Bad news- my fluid line from the brake to clutch master decided to burst a hole and leak half the overflow of fluid out on the floor and down my firewall.. my fault really for using a ****ty used hose on the car.. still learning the lessons of when and where to not cut corners I guess :banghead:
so now I have some spots under the clutch master to touch up and the tedious job of replacing that hose.. always something!


----------



## Nashty Rabbit (Nov 11, 2001)

not going to lie... didn't read a word of this thread... but dayum, the pictures tell it all.... 

SICK :beer::beer::beer:

sorry if this has been asked matt, but you bringing this to h20?

take care,
nash


----------



## ih8erickempf (Apr 23, 2004)

> Nashty Rabbit
> not going to lie... didn't read a word of this thread... but dayum, the pictures tell it all....
> 
> SICK


 Get back over to your build thread and finish your ultimate mk1 :laugh:


----------



## IronTrap (Jun 14, 2001)

Nashty Rabbit said:


> not going to lie... didn't read a word of this thread... but dayum, the pictures tell it all....
> 
> SICK :beer::beer::beer:
> 
> ...


Yea hoping to! Going to finally dial in the alignment tonight. Been slowly buttoning things up.. but I have put a little bit of "hard" mileage around town on her after madness just making sure nothing falls off and such 

Got the expensive brake to clutch master hose installed last week, so it's back in business 

Got a different style of LED city light bulbs, hoping these are a little brighter for night time signaling. :thumbup:


----------



## Nashty Rabbit (Nov 11, 2001)

ih8erickempf said:


> Get back over to your build thread and finish your ultimate mk1 :laugh:


:laugh: its people like matt and projects like his that make me proud to be a vw enthusiast... 

so needed my fix... :laugh: apologies... 

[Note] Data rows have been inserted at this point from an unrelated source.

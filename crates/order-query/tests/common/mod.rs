#![allow(dead_code)]

use async_trait::async_trait;
use axum::{
    Router,
    body::{Body, to_bytes},
    http::{Request, StatusCode},
};
use chrono::{NaiveDate, NaiveDateTime};
use order_query::{
    abstract_trait::order::repository::{
        DynOrderQueryRepository, DynOrderSimpleQueryRepository, OrderQueryRepositoryTrait,
        OrderSimpleQueryRepositoryTrait,
    },
    di::DependenciesInject,
    domain::{requests::OrderSearch, response::SimpleOrderResponse},
    handler::AppRouter,
    model::{Address, Delivery, DeliveryStatus, Member, Order, OrderRecord, OrderStatus},
    service::order::OrderSimpleQueryService,
    state::AppState,
};
use prometheus_client::registry::Registry;
use serde_json::Value;
use shared::errors::RepositoryError;
use std::sync::{
    Arc,
    atomic::{AtomicUsize, Ordering},
};
use tower::ServiceExt;

/// Table-backed stand-in for the postgres repositories. Lookups behave like
/// the SQL they replace (inner joins drop orders with dangling references)
/// and every query is counted.
#[derive(Default)]
pub struct InMemoryOrderStore {
    pub members: Vec<Member>,
    pub deliveries: Vec<Delivery>,
    pub orders: Vec<OrderRecord>,
    pub listing_queries: AtomicUsize,
    pub member_lookups: AtomicUsize,
    pub delivery_lookups: AtomicUsize,
    pub join_queries: AtomicUsize,
    pub projection_queries: AtomicUsize,
}

impl InMemoryOrderStore {
    pub fn with_member(mut self, id: i64, name: &str, address: Address) -> Self {
        self.members.push(Member {
            id,
            name: name.to_string(),
            address,
        });
        self
    }

    pub fn with_delivery(mut self, id: i64, address: Address) -> Self {
        self.deliveries.push(Delivery {
            id,
            address,
            status: DeliveryStatus::Ready,
        });
        self
    }

    pub fn with_order(
        mut self,
        order_id: i64,
        member_id: i64,
        delivery_id: i64,
        order_date: NaiveDateTime,
        status: OrderStatus,
    ) -> Self {
        self.orders.push(OrderRecord {
            order_id,
            member_id,
            delivery_id,
            order_date,
            status,
        });
        self
    }

    fn member(&self, id: i64) -> Option<Member> {
        self.members.iter().find(|m| m.id == id).cloned()
    }

    fn delivery(&self, id: i64) -> Option<Delivery> {
        self.deliveries.iter().find(|d| d.id == id).cloned()
    }

    fn joined(&self) -> Vec<Order> {
        self.orders
            .iter()
            .filter_map(|record| {
                let member = self.member(record.member_id)?;
                let delivery = self.delivery(record.delivery_id)?;
                Some(Order::from_record(record.clone(), member, delivery))
            })
            .collect()
    }
}

#[async_trait]
impl OrderQueryRepositoryTrait for InMemoryOrderStore {
    async fn find_all_by_search(
        &self,
        search: &OrderSearch,
    ) -> Result<Vec<OrderRecord>, RepositoryError> {
        self.listing_queries.fetch_add(1, Ordering::SeqCst);

        let records = self
            .orders
            .iter()
            .filter(|record| {
                search
                    .order_status
                    .is_none_or(|status| status == record.status)
            })
            .filter(|record| match search.member_name_filter() {
                None => true,
                Some(name) => self
                    .member(record.member_id)
                    .is_some_and(|m| m.name.contains(name)),
            })
            .cloned()
            .collect();

        Ok(records)
    }

    async fn find_member_by_id(&self, id: i64) -> Result<Option<Member>, RepositoryError> {
        self.member_lookups.fetch_add(1, Ordering::SeqCst);
        Ok(self.member(id))
    }

    async fn find_delivery_by_id(&self, id: i64) -> Result<Option<Delivery>, RepositoryError> {
        self.delivery_lookups.fetch_add(1, Ordering::SeqCst);
        Ok(self.delivery(id))
    }

    async fn find_all_with_member_delivery(&self) -> Result<Vec<Order>, RepositoryError> {
        self.join_queries.fetch_add(1, Ordering::SeqCst);
        Ok(self.joined())
    }
}

#[async_trait]
impl OrderSimpleQueryRepositoryTrait for InMemoryOrderStore {
    async fn find_order_dtos(&self) -> Result<Vec<SimpleOrderResponse>, RepositoryError> {
        self.projection_queries.fetch_add(1, Ordering::SeqCst);
        Ok(self
            .joined()
            .into_iter()
            .map(SimpleOrderResponse::from)
            .collect())
    }
}

/// Every query fails as if the database were unreachable.
pub struct UnavailableStore;

#[async_trait]
impl OrderQueryRepositoryTrait for UnavailableStore {
    async fn find_all_by_search(
        &self,
        _search: &OrderSearch,
    ) -> Result<Vec<OrderRecord>, RepositoryError> {
        Err(RepositoryError::Sqlx(sqlx::Error::PoolTimedOut))
    }

    async fn find_member_by_id(&self, _id: i64) -> Result<Option<Member>, RepositoryError> {
        Err(RepositoryError::Sqlx(sqlx::Error::PoolTimedOut))
    }

    async fn find_delivery_by_id(&self, _id: i64) -> Result<Option<Delivery>, RepositoryError> {
        Err(RepositoryError::Sqlx(sqlx::Error::PoolTimedOut))
    }

    async fn find_all_with_member_delivery(&self) -> Result<Vec<Order>, RepositoryError> {
        Err(RepositoryError::Sqlx(sqlx::Error::PoolTimedOut))
    }
}

#[async_trait]
impl OrderSimpleQueryRepositoryTrait for UnavailableStore {
    async fn find_order_dtos(&self) -> Result<Vec<SimpleOrderResponse>, RepositoryError> {
        Err(RepositoryError::Sqlx(sqlx::Error::PoolTimedOut))
    }
}

pub fn at(year: i32, month: u32, day: u32, hour: u32, min: u32) -> NaiveDateTime {
    NaiveDate::from_ymd_opt(year, month, day)
        .and_then(|d| d.and_hms_opt(hour, min, 0))
        .expect("valid timestamp")
}

pub fn seoul() -> Address {
    Address::new("Seoul", "Main St", "12345")
}

/// One order placed by Alice, shipped to Seoul/Main St/12345.
pub fn alice_store() -> InMemoryOrderStore {
    InMemoryOrderStore::default()
        .with_member(1, "Alice", seoul())
        .with_delivery(1, seoul())
        .with_order(1, 1, 1, at(2024, 1, 1, 10, 0), OrderStatus::Order)
}

/// Three orders from two members, each with its own delivery.
pub fn shared_member_store() -> InMemoryOrderStore {
    let busan = Address::new("Busan", "Harbor Rd", "48000");

    InMemoryOrderStore::default()
        .with_member(1, "Alice", seoul())
        .with_member(2, "Bob", busan.clone())
        .with_delivery(10, seoul())
        .with_delivery(11, seoul())
        .with_delivery(12, busan)
        .with_order(1, 1, 10, at(2024, 1, 1, 10, 0), OrderStatus::Order)
        .with_order(2, 1, 11, at(2024, 1, 2, 9, 30), OrderStatus::Cancel)
        .with_order(3, 2, 12, at(2024, 1, 3, 18, 45), OrderStatus::Order)
}

/// `count` orders from a single member, each shipped to its own delivery.
pub fn bulk_store(count: i64) -> InMemoryOrderStore {
    (1..=count).fold(
        InMemoryOrderStore::default().with_member(1, "Alice", seoul()),
        |store, id| {
            let status = if id % 2 == 0 {
                OrderStatus::Cancel
            } else {
                OrderStatus::Order
            };
            store
                .with_delivery(id, Address::new("Seoul", format!("Lane {id}"), "12345"))
                .with_order(id, 1, id, at(2024, 1, 1, 10, 0), status)
        },
    )
}

pub fn service_over(store: Arc<InMemoryOrderStore>) -> OrderSimpleQueryService {
    OrderSimpleQueryService::new(
        store.clone() as DynOrderQueryRepository,
        store as DynOrderSimpleQueryRepository,
        &mut Registry::default(),
    )
}

pub fn app_over<R>(store: Arc<R>) -> Router
where
    R: OrderQueryRepositoryTrait + OrderSimpleQueryRepositoryTrait + Send + Sync + 'static,
{
    let mut registry = Registry::default();
    let di_container = DependenciesInject::from_repositories(
        store.clone() as DynOrderQueryRepository,
        store as DynOrderSimpleQueryRepository,
        &mut registry,
    );

    AppRouter::build(AppState::from_parts(di_container, registry))
}

pub async fn get(app: &Router, uri: &str) -> (StatusCode, Vec<u8>) {
    let request = Request::builder()
        .uri(uri)
        .body(Body::empty())
        .expect("valid request");

    let response = app.clone().oneshot(request).await.expect("router is infallible");
    let status = response.status();
    let bytes = to_bytes(response.into_body(), usize::MAX)
        .await
        .expect("readable body");

    (status, bytes.to_vec())
}

pub async fn get_json(app: &Router, uri: &str) -> (StatusCode, Value) {
    let (status, bytes) = get(app, uri).await;
    let json = serde_json::from_slice(&bytes).expect("json body");
    (status, json)
}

definitely want to go through this and read once i get some free time.... :beer:



saddest6day66 said:


> Yea hoping to!


:thumbup:

take care,
nash


----------



## IronTrap (Jun 14, 2001)

thanks so much Nash, means a lot getting respect from peers :heart:

got a garagefloor alignment done with the tape measure tonight. drives SSSSOOOOO much better now, no crazy axle knocking or vibrations like before. Now on to some minor assembly i have left to do. :thumbup:


----------



## _WCHLVR_ (Dec 7, 2010)

Meh... who cares about the alignment... I just want to see the new lights.  :laugh: :wave: :beer:


----------



## IronTrap (Jun 14, 2001)

_WCHLVR_ said:


> Meh... who cares about the alignment... I just want to see the new lights.  :laugh: :wave: :beer:


CRAP! I totally forgot about them :banghead: got busy working on my Scirocco project after the alignment and didn't even remember to install. I'll def get them in tonight! :thumbup:


----------



## waterwagon (Apr 7, 2002)

Hand signals > turn signals. 

The car is so sexy that everyone on the road should come to a stop and give you the right of way.


----------



## IronTrap (Jun 14, 2001)

swapped out the new LED bulbs and even though they have a better light pattern, they are a lighter amber and are actually more dull than the set I have in there. I may bite the bullet and get a set of the more expensive ones and hope they do the job.. but for now they work great during the day when i am normally driving the car. :thumbup:

I also decided since it rains almost every year at H2O, I need to work on setting things up a little bit for when the top is up. Put the top up, installed the latch catches, and cleaned it with fabric cleaner, then remounted the rollbar and put some more adhesive on the black side trim bits on the rollbar. Will let them cure overnight with the painters tape holding them in place. 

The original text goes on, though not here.